For those of us with Christian roots, our day of rest happens on Sunday in memory of the Jesus’ Resurrection. This makes Monday is our first day back to work. But here’s the catch: in first century Judaism, Sunday was actually the first day back to work. Modeling God at Creation, the Jews began their workweek on the first day (Sunday) and ran through Friday, with a day of rest on Saturday.

So that the day that Jesus Christ rose from the grave was actually the first day back to work. That morning almost 2000 years ago, when a handful of women made their way to the tomb, it was a “Monday.” It was their first day back to caring for children, their first day back to the marketplace, their first day back to facing the realities that had happened over the weekend. All that we associate with “Monday” they felt that morning in the garden.

And in an irony that only God Himself can offer, Jesus Christ rose from the dead on that day. After three days, He stretched out His limbs, shook off the sleep of death, got up, and got to work. He rose in power and triumph over the darkness and is right now redeeming and restoring His creation. He is right now bringing all things under His feet. And it started on the first day of the week. Just like He shined light into the darkness on the first day of creation, He shined light into our darkness through that first-day-of-the-week-Resurrection. And just like He once fashioned creatures in His own image, He is right now making us into new creatures like Himself.
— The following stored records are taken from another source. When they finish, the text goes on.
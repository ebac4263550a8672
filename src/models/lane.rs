//! Lane (machine) model.
//!
//! A lane is the ordered set of jobs assigned to one machine. It keeps its
//! jobs in completion order (non-increasing weight, ties by original index)
//! and maintains its total weighted completion time incrementally, so
//! insertion-heavy heuristics never recompute a whole sequence to learn the
//! marginal effect of one more job.

use serde::{Deserialize, Serialize};
use std::cmp::Ordering;

use super::{Cost, Job};

/// Jobs assigned to one machine, kept in completion order.
///
/// The cost of a lane is a pure function of its job multiset: the optimal
/// internal order of a fixed job set on one machine is non-increasing
/// weight, and the lane maintains exactly that order.
#[derive(Debug, Clone, Default, Serialize, Deserialize)]
pub struct Lane {
    jobs: Vec<Job>,
    cost: Cost,
}

impl Lane {
    /// Creates an empty lane.
    pub fn new() -> Self {
        Self::default()
    }

    /// Number of jobs on this lane.
    pub fn len(&self) -> usize {
        self.jobs.len()
    }

    /// Whether the lane holds no jobs.
    pub fn is_empty(&self) -> bool {
        self.jobs.is_empty()
    }

    /// Jobs in completion order.
    pub fn jobs(&self) -> &[Job] {
        &self.jobs
    }

    /// Total weighted completion time of this lane.
    pub fn cost(&self) -> Cost {
        self.cost
    }

    /// Removes all jobs and resets the cost.
    pub fn clear(&mut self) {
        self.jobs.clear();
        self.cost = 0;
    }

    /// Marginal cost of inserting `job` at its completion-order position p
    /// (0-indexed): the job itself completes at position p+1, and every job
    /// after it shifts one position later, adding its own weight once.
    ///
    /// Δ = w·(p+1) + Σ weights after p. O(k), no full recompute.
    pub fn insertion_cost(&self, job: Job) -> Cost {
        let p = self.insertion_point(&job);
        let suffix: Cost = self.jobs[p..].iter().map(|j| j.weight).sum();
        job.weight * (p as Cost + 1) + suffix
    }

    /// Inserts `job` at its completion-order position and updates the lane
    /// cost incrementally. Returns the marginal cost of the insertion.
    pub fn insert(&mut self, job: Job) -> Cost {
        let p = self.insertion_point(&job);
        let suffix: Cost = self.jobs[p..].iter().map(|j| j.weight).sum();
        let delta = job.weight * (p as Cost + 1) + suffix;
        self.jobs.insert(p, job);
        self.cost += delta;
        delta
    }

    fn insertion_point(&self, job: &Job) -> usize {
        self.jobs
            .partition_point(|j| j.completion_order(job) == Ordering::Less)
    }
}
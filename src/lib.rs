//! Solvers for parallel-machine scheduling under total weighted completion
//! time.
//!
//! Given n jobs of unit processing time with weights w and m identical
//! machines, assign every job to a machine and a position so that
//! Σ wⱼ·Cⱼ is minimized. This crate provides the exact symmetry-reduced
//! state-space DP together with a family of polynomial-time heuristics,
//! all behind one `fit`/`transform` interface so callers can treat them
//! polymorphically.
//!
//! # Modules
//!
//! - **`models`**: `Job`, `Lane` (a machine's sorted job list with
//!   incremental cost), and the shared sequence cost function
//! - **`solvers`**: the solver family: `DenseDp`, `SparseDp`, `Greedy`,
//!   `LeastLoaded`, `HeavyFirst`, `SortAndSplit`,
//!   `BalancedSequentialInsert`, `BalancedSequentialInsertPp`, `Lookahead`
//! - **`generator`**: seeded weight-list generators for benchmark instances
//! - **`quality`**: heuristic-vs-optimal quality ratios and reports
//! - **`validation`**: configuration checks and the solver error type
//!
//! # Example
//!
//! ```
//! use pm_sched::solvers::{Solver, SparseDp};
//!
//! let mut exact = SparseDp::new();
//! assert_eq!(exact.fit_transform(2, &[3, 2, 1]).unwrap(), 7);
//! ```
//!
//! # References
//!
//! - Smith (1956), "Various optimizers for single-stage production"
//! - Pinedo (2016), "Scheduling: Theory, Algorithms, and Systems", Ch. 5
//! - Bruno, Coffman & Sethi (1974), "Scheduling independent tasks to
//!   reduce mean finishing time"

pub mod generator;
pub mod models;
pub mod quality;
pub mod solvers;
pub mod validation;
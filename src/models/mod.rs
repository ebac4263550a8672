//! Scheduling domain models.
//!
//! Core data types shared by every solver: jobs, per-machine lanes, and
//! the sequence cost function they all agree on.
//!
//! # Domain Mappings
//!
//! | pm-sched | Manufacturing | Computing |
//! |----------|---------------|-----------|
//! | Job | Order of unit length | Task |
//! | Lane | Machine | Core/Worker |
//! | Cost | Σ weight × completion position | Weighted flow time |

mod job;
mod lane;

pub use job::{decorate_sorted, sequence_cost, Cost, Job, Weight};
pub use lane::Lane;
It’s as if He laughed and said, “Let’s redeem this world. Let’s get down to business.”

So Monday, you don't intimidate us anymore with all your doom and gloom and promises of failure. You don't intimidate us anymore because Jesus Christ rose on the first day of the work week. And by that same power, we enter our own work week, confident that the One who works on our behalf has already gone before us and conquered all things. Even--especially--Monday.